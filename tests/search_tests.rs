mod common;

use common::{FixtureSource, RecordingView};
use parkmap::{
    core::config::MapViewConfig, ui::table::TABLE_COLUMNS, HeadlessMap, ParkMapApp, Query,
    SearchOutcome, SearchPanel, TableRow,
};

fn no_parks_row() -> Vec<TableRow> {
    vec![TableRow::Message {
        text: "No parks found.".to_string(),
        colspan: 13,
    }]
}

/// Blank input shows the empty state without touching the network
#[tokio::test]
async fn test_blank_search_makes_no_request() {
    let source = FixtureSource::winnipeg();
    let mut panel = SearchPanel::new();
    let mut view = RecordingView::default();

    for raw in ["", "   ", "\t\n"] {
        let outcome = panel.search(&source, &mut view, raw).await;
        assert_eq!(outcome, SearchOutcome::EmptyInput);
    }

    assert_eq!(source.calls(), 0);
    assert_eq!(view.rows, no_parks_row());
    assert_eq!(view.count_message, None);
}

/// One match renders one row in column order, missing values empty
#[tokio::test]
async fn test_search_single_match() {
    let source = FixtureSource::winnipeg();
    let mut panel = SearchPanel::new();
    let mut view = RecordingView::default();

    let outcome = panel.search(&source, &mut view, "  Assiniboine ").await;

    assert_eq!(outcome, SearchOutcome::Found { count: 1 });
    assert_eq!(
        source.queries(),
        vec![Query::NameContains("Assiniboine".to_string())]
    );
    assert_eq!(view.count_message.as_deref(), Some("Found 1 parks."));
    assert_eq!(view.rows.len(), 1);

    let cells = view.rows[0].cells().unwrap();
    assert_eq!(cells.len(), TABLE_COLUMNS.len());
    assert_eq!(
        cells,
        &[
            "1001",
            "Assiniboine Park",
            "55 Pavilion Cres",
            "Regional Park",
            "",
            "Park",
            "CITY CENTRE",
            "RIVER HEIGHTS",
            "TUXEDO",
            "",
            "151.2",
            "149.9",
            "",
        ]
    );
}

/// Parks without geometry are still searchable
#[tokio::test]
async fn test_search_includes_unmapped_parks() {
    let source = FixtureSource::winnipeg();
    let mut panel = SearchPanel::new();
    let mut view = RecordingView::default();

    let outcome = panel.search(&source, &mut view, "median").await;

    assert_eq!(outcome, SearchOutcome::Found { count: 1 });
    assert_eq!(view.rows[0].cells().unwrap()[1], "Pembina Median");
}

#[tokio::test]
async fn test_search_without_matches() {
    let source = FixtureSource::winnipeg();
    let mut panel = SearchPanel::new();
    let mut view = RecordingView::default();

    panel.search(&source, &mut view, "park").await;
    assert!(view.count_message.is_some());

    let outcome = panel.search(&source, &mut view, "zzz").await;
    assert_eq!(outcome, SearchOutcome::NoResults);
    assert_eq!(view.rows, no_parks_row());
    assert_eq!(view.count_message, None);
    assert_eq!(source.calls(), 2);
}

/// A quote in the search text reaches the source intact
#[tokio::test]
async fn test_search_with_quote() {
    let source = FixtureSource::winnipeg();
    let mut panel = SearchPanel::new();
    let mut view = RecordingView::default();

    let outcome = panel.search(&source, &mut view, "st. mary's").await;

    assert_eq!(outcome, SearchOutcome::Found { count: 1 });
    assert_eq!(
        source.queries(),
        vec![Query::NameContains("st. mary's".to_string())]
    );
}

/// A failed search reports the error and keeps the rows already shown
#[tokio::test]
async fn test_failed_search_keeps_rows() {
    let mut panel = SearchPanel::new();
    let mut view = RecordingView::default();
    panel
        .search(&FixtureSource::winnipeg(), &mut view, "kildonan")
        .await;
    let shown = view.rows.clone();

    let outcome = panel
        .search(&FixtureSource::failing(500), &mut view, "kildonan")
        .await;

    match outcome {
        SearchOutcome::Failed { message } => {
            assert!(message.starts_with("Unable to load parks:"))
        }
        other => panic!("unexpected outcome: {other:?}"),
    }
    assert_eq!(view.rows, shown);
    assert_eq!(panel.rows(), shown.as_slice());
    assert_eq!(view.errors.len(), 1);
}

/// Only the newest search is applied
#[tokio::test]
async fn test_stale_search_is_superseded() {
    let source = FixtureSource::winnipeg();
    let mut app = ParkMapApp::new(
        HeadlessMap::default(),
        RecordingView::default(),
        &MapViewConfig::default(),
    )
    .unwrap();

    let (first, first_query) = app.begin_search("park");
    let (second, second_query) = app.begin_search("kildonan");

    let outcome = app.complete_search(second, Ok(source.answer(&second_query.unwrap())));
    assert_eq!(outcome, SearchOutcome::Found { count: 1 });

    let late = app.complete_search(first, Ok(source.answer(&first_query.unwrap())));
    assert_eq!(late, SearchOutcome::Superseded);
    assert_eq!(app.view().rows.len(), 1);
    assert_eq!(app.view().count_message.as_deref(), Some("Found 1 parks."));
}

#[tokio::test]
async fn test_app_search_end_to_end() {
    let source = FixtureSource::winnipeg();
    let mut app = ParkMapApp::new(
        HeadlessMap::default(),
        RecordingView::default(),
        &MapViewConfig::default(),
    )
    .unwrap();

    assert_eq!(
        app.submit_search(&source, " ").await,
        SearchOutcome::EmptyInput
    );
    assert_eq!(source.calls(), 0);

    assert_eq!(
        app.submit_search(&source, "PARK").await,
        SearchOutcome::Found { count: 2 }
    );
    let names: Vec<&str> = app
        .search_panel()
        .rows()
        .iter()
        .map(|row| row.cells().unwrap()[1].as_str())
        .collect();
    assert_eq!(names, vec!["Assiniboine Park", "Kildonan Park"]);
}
***
Problem to solve:
Each record must be reproduced exactly, with nothing missing.

Answer area:
filename tests/search_tests.rs
mod common;

use common::{FixtureSource, RecordingView};
use parkmap::{
    core::config::MapViewConfig, ui::table::TABLE_COLUMNS, HeadlessMap, ParkMapApp, Query,
    SearchOutcome, SearchPanel, TableRow,
};

fn no_parks_row() -> Vec<TableRow> {
    vec![TableRow::Message {
        text: "No parks found.".to_string(),
        colspan: 13,
    }]
}

/// Blank input shows the empty state without touching the network
#[tokio::test]
async fn test_blank_search_makes_no_request() {
    let source = FixtureSource::winnipeg();
    let mut panel = SearchPanel::new();
    let mut view = RecordingView::default();

    for raw in ["", "   ", "\t\n"] {
        let outcome = panel.search(&source, &mut view, raw).await;
        assert_eq!(outcome, SearchOutcome::EmptyInput);
    }

    assert_eq!(source.calls(), 0);
    assert_eq!(view.rows, no_parks_row());
    assert_eq!(view.count_message, None);
}

/// One match renders one row in column order, missing values empty
#[tokio::test]
async fn test_search_single_match() {
    let source = FixtureSource::winnipeg();
    let mut panel = SearchPanel::new();
    let mut view = RecordingView::default();

    let outcome = panel.search(&source, &mut view, "  Assiniboine ").await;

    assert_eq!(outcome, SearchOutcome::Found { count: 1 });
    assert_eq!(
        source.queries(),
        vec![Query::NameContains("Assiniboine".to_string())]
    );
    assert_eq!(view.count_message.as_deref(), Some("Found 1 parks."));
    assert_eq!(view.rows.len(), 1);

    let cells = view.rows[0].cells().unwrap();
    assert_eq!(cells.len(), TABLE_COLUMNS.len());
    assert_eq!(
        cells,
        &[
            "1001",
            "Assiniboine Park",
            "55 Pavilion Cres",
            "Regional Park",
            "",
            "Park",
            "CITY CENTRE",
            "RIVER HEIGHTS",
            "TUXEDO",
            "",
            "151.2",
            "149.9",
            "",
        ]
    );
}

/// Parks without geometry are still searchable
#[tokio::test]
async fn test_search_includes_unmapped_parks() {
    let source = FixtureSource::winnipeg();
    let mut panel = SearchPanel::new();
    let mut view = RecordingView::default();

    let outcome = panel.search(&source, &mut view, "median").await;

    assert_eq!(outcome, SearchOutcome::Found { count: 1 });
    assert_eq!(view.rows[0].cells().unwrap()[1], "Pembina Median");
}

#[tokio::test]
async fn test_search_without_matches() {
    let source = FixtureSource::winnipeg();
    let mut panel = SearchPanel::new();
    let mut view = RecordingView::default();

    panel.search(&source, &mut view, "park").await;
    assert!(view.count_message.is_some());

    let outcome = panel.search(&source, &mut view, "zzz").await;
    assert_eq!(outcome, SearchOutcome::NoResults);
    assert_eq!(view.rows, no_parks_row());
    assert_eq!(view.count_message, None);
    assert_eq!(source.calls(), 2);
}

/// A quote in the search text reaches the source intact
#[tokio::test]
async fn test_search_with_quote() {
    let source = FixtureSource::winnipeg();
    let mut panel = SearchPanel::new();
    let mut view = RecordingView::default();

    let outcome = panel.search(&source, &mut view, "st. mary's").await;

    assert_eq!(outcome, SearchOutcome::Found { count: 1 });
    assert_eq!(
        source.queries(),
        vec![Query::NameContains("st. mary's".to_string())]
    );
}

/// A failed search reports the error and keeps the rows already shown
#[tokio::test]
async fn test_failed_search_keeps_rows() {
    let mut panel = SearchPanel::new();
    let mut view = RecordingView::default();
    panel
        .search(&FixtureSource::winnipeg(), &mut view, "kildonan")
        .await;
    let shown = view.rows.clone();

    let outcome = panel
        .search(&FixtureSource::failing(500), &mut view, "kildonan")
        .await;

    match outcome {
        SearchOutcome::Failed { message } => {
            assert!(message.starts_with("Unable to load parks:"))
        }
        other => panic!("unexpected outcome: {other:?}"),
    }
    assert_eq!(view.rows, shown);
    assert_eq!(panel.rows(), shown.as_slice());
    assert_eq!(view.errors.len(), 1);
}

/// Only the newest search is applied
#[tokio::test]
async fn test_stale_search_is_superseded() {
    let source = FixtureSource::winnipeg();
    let mut app = ParkMapApp::new(
        HeadlessMap::default(),
        RecordingView::default(),
        &MapViewConfig::default(),
    )
    .unwrap();

    let (first, first_query) = app.begin_search("park");
    let (second, second_query) = app.begin_search("kildonan");

    let outcome = app.complete_search(second, Ok(source.answer(&second_query.unwrap())));
    assert_eq!(outcome, SearchOutcome::Found { count: 1 });

    let late = app.complete_search(first, Ok(source.answer(&first_query.unwrap())));
    assert_eq!(late, SearchOutcome::Superseded);
    assert_eq!(app.view().rows.len(), 1);
    assert_eq!(app.view().count_message.as_deref(), Some("Found 1 parks."));
}

#[tokio::test]
async fn test_app_search_end_to_end() {
    let source = FixtureSource::winnipeg();
    let mut app = ParkMapApp::new(
        HeadlessMap::default(),
        RecordingView::default(),
        &MapViewConfig::default(),
    )
    .unwrap();

    assert_eq!(
        app.submit_search(&source, " ").await,
        SearchOutcome::EmptyInput
    );
    assert_eq!(source.calls(), 0);

    assert_eq!(
        app.submit_search(&source, "PARK").await,
        SearchOutcome::Found { count: 2 }
    );
    let names: Vec<&str> = app
        .search_panel()
        .rows()
        .iter()
        .map(|row| row.cells().unwrap()[1].as_str())
        .collect();
    assert_eq!(names, vec!["Assiniboine Park", "Kildonan Park"]);
}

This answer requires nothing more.